Murat BELGE

Murat BELGE
Murat BELGE
Tüm Yazıları
Güven bunalımı
25.03.2014
2453

 Suriye uçağı düşürmüşüz! Ana muhalefet partisinin önde gelen sözcüleri bunun bir “seçim kazanma” stratejisinin parçası olduğuna --en azından olabileceğine-- yönelik bir kuşkuyu dile getiriyorlar. Bizim gibi sıradan insanların böyle durumlarda gerçekte ne olduğunu bilmeleri de, tahmin etmeleri de, imkânsız denecek kadar güçtür.


Genelkurmay diyor ki, sınırı bir kilometre geçmiş. Suriye’nin şu sıralar Türkiye’ye ya da herhangi bir komşusuna savaş açacak hali yok sanırım. Yani sınırı geçtiyse de herhalde böyle bir plan çerçevesinde geçmedi. Ama, dedim ya, bilemem. Öte yandan, Suriye de bir zaman önce bir Türk uçağı düşürmüştü. Zaten iktidar cephesinde yer tutmuş bir gazetenin manşetinde “iki şehidimiz”in huzura erdiği yazılmıştı. Bu da bir “habercilik” tarzı herhalde. Başbakan ise Kocaeli mitinginde tokadımızın ağırlığından söz etmiş. Edecektir elbette.


Bu olayın kendisi önemli olabilir, göreceğiz, ama şu aşamada bana asıl önemli görünen, olayın Türkiye’de algılanması. Dün, birtakım rastlantılar sonucunda çeşitli mesleklerden, bazılarını hiç tanımadığım kişilerle konuşmam gerekti. Kural olarak, bunun düzenlenmiş bir oyun olduğu kuşkusunu dile getirdiler. O sırada CHP’lilerin buna yakın yorumlarından da haberim olmamıştı. Bu durum bana olayın kendisinden daha anlamlı göründü. Çünkü bu, Başbakan’ın içinde bulunduğumuz dönemde, insanlarda uyandırdığı izlenim hakkında önemli bir şey söylüyor.


Bu insanların zaten Başbakan’a ve partisine, hareketine muhalif olduğu ileri sürülebilir. Dediğim gibi, bazılarını daha önceden tanımadığım için, bilmiyorum. Tanıdıklarım, evet, öyle, muhalifler.

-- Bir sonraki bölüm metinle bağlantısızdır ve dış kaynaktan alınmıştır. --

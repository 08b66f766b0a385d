//! Win and loss streaks over the result log, and the multipliers they earn.
//!
//! Streaks are scoped to one `(mode, category)` pair and counted from the
//! most recent result backwards. A draw breaks both streaks.

use crate::mode::Mode;
use crate::result::{MatchResult, Verdict};

/// Counts consecutive most-recent results for `username` with the given verdict.
fn streak(
    history: &[MatchResult],
    username: &str,
    mode: Mode,
    category: &str,
    wanted: Verdict,
) -> u32 {
    history
        .iter()
        .rev()
        .filter(|r| r.mode == mode && r.category == category)
        .filter_map(|r| r.verdict_for(username))
        .take_while(|verdict| *verdict == wanted)
        .count() as u32
}

/// Consecutive wins for `username`, most recent first.
pub fn win_streak(history: &[MatchResult], username: &str, mode: Mode, category: &str) -> u32 {
    streak(history, username, mode, category, Verdict::Win)
}

/// Consecutive losses for `username`, most recent first.
pub fn loss_streak(history: &[MatchResult], username: &str, mode: Mode, category: &str) -> u32 {
    streak(history, username, mode, category, Verdict::Loss)
}

/// Bonus applied to gains while on a win streak.
pub fn win_multiplier(win_streak: u32) -> i32 {
    match win_streak {
        s if s >= 6 => 5,
        s if s >= 3 => 3,
        _ => 1,
    }
}

/// Multiplier earned by a loss streak.
pub fn loss_multiplier(loss_streak: u32) -> i32 {
    match loss_streak {
        s if s >= 6 => 3,
        s if s >= 3 => 2,
        _ => 1,
    }
}

/// Both multipliers for one player going into a match.
#[derive(Debug, Clone, Copy, PartialEq, Eq)]
pub struct StreakMultipliers {
    pub win: i32,
    pub loss: i32,
}

impl StreakMultipliers {
    /// Scans `history` for `username`'s current streaks.
    pub fn for_player(history: &[MatchResult], username: &str, mode: Mode, category: &str) -> Self {
        Self {
            win: win_multiplier(win_streak(history, username, mode, category)),
            loss: loss_multiplier(loss_streak(history, username, mode, category)),
        }
    }

    /// Scales a base rating change.
    ///
    /// A gain is multiplied by both multipliers; a loss only by the loss
    /// multiplier.
    pub fn apply(self, base: i32) -> i32 {
        let factor = if base > 0 { self.win * self.loss } else { self.loss };
        (f64::from(base) * f64::from(factor)).round() as i32
    }
}

#[cfg(test)]
mod tests {
    use super::*;
    use chrono::{TimeZone, Utc};

    fn result(a: &str, b: &str, score_a: f64, score_b: f64) -> MatchResult {
        result_in(a, b, score_a, score_b, Mode::Rapid, "open")
    }

    fn result_in(
        a: &str,
        b: &str,
        score_a: f64,
        score_b: f64,
        mode: Mode,
        category: &str,
    ) -> MatchResult {
        MatchResult {
            id: format!("{a}-{b}"),
            round: 1,
            mode,
            category: category.to_string(),
            player_a: a.to_string(),
            player_b: b.to_string(),
            score_a,
            score_b,
            change_a: 0,
            change_b: 0,
            date: Utc.with_ymd_and_hms(2025, 2, 1, 0, 0, 0).unwrap(),
        }
    }

    #[test]
    fn test_empty_history_has_no_streak() {
        assert_eq!(win_streak(&[], "alice", Mode::Rapid, "open"), 0);
        assert_eq!(loss_streak(&[], "alice", Mode::Rapid, "open"), 0);
    }

    #[test]
    fn test_win_streak_counts_both_colours() {
        let history = vec![
            result("bob", "alice", 1.0, 0.0),
            result("alice", "carol", 1.0, 0.0),
            result("dave", "alice", 0.0, 2.0),
            result("alice", "erin", 1.5, 0.5),
        ];
        assert_eq!(win_streak(&history, "alice", Mode::Rapid, "open"), 3);
        assert_eq!(loss_streak(&history, "alice", Mode::Rapid, "open"), 0);
    }

    #[test]
    fn test_draw_breaks_both_streaks() {
        let history = vec![
            result("alice", "bob", 1.0, 0.0),
            result("alice", "carol", 1.0, 0.0),
            result("alice", "dave", 0.5, 0.5),
        ];
        assert_eq!(win_streak(&history, "alice", Mode::Rapid, "open"), 0);
        assert_eq!(loss_streak(&history, "alice", Mode::Rapid, "open"), 0);
    }

    #[test]
    fn test_streak_ignores_other_modes_categories_and_players() {
        let history = vec![
            result("alice", "bob", 0.0, 1.0),
            result("alice", "carol", 0.0, 1.0),
            result_in("alice", "dave", 1.0, 0.0, Mode::Blitz, "open"),
            result_in("alice", "dave", 1.0, 0.0, Mode::Rapid, "u1600"),
            result("bob", "carol", 1.0, 0.0),
        ];
        assert_eq!(loss_streak(&history, "alice", Mode::Rapid, "open"), 2);
        assert_eq!(win_streak(&history, "alice", Mode::Blitz, "open"), 1);
        assert_eq!(win_streak(&history, "alice", Mode::Rapid, "u1600"), 1);
    }

    #[test]
    fn test_streak_matches_username_case_insensitively() {
        let history = vec![result("Alice", "bob", 1.0, 0.0)];
        assert_eq!(win_streak(&history, "ALICE", Mode::Rapid, "open"), 1);
    }

    #[test]
    fn test_multiplier_steps() {
        assert_eq!(win_multiplier(0), 1);
        assert_eq!(win_multiplier(2), 1);
        assert_eq!(win_multiplier(3), 3);
        assert_eq!(win_multiplier(5), 3);
        assert_eq!(win_multiplier(6), 5);
        assert_eq!(win_multiplier(20), 5);

        assert_eq!(loss_multiplier(2), 1);
        assert_eq!(loss_multiplier(3), 2);
        assert_eq!(loss_multiplier(6), 3);
    }

    #[test]
    fn test_six_wins_quintuple_next_gain() {
        let history: Vec<_> = (0..6)
            .map(|i| result("alice", &format!("p{i}"), 1.0, 0.0))
            .collect();
        assert_eq!(win_streak(&history, "alice", Mode::Rapid, "open"), 6);

        let multipliers = StreakMultipliers::for_player(&history, "alice", Mode::Rapid, "open");
        assert_eq!(multipliers, StreakMultipliers { win: 5, loss: 1 });
        assert_eq!(multipliers.apply(2), 10);
        assert_eq!(multipliers.apply(-3), -3);
    }

    #[test]
    fn test_loss_streak_scales_gain_and_loss() {
        let history: Vec<_> = (0..3)
            .map(|i| result(&format!("p{i}"), "bob", 1.0, 0.0))
            .collect();
        let multipliers = StreakMultipliers::for_player(&history, "bob", Mode::Rapid, "open");
        assert_eq!(multipliers, StreakMultipliers { win: 1, loss: 2 });
        assert_eq!(multipliers.apply(3), 6);
        assert_eq!(multipliers.apply(-2), -4);
        assert_eq!(multipliers.apply(0), 0);
    }
}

Ama bu da bana çok belirleyici görünmüyor. Dünyanın her yerinde “iktidar” diyeceğiniz birileri vardır; “muhalefet” diyeceğiniz birileri de vardır. Muhalif olanlar eleştirir, iktidara güvenmez vb., ama bunun bir sınırı vardır. Şu somut durumda söylenen, çünkü düşünülen şey son derece vahim: Başbakan’ın seçim kazanmak için bir savaş ortamı yaratmak istediğini düşünüyor, bunu söylüyorlar.


Ben kendim bu kanıda değilim, peşinen söyleyeyim; bir rastlantı olduğunu düşünüyorum ve umarım haklıyımdır. Ama bir ülkenin insanları o ülkenin Başbakan’ı hakkında böyle yorumlar yapıyorsa, o ülkede yolunda gitmeyen şeyler var demektir.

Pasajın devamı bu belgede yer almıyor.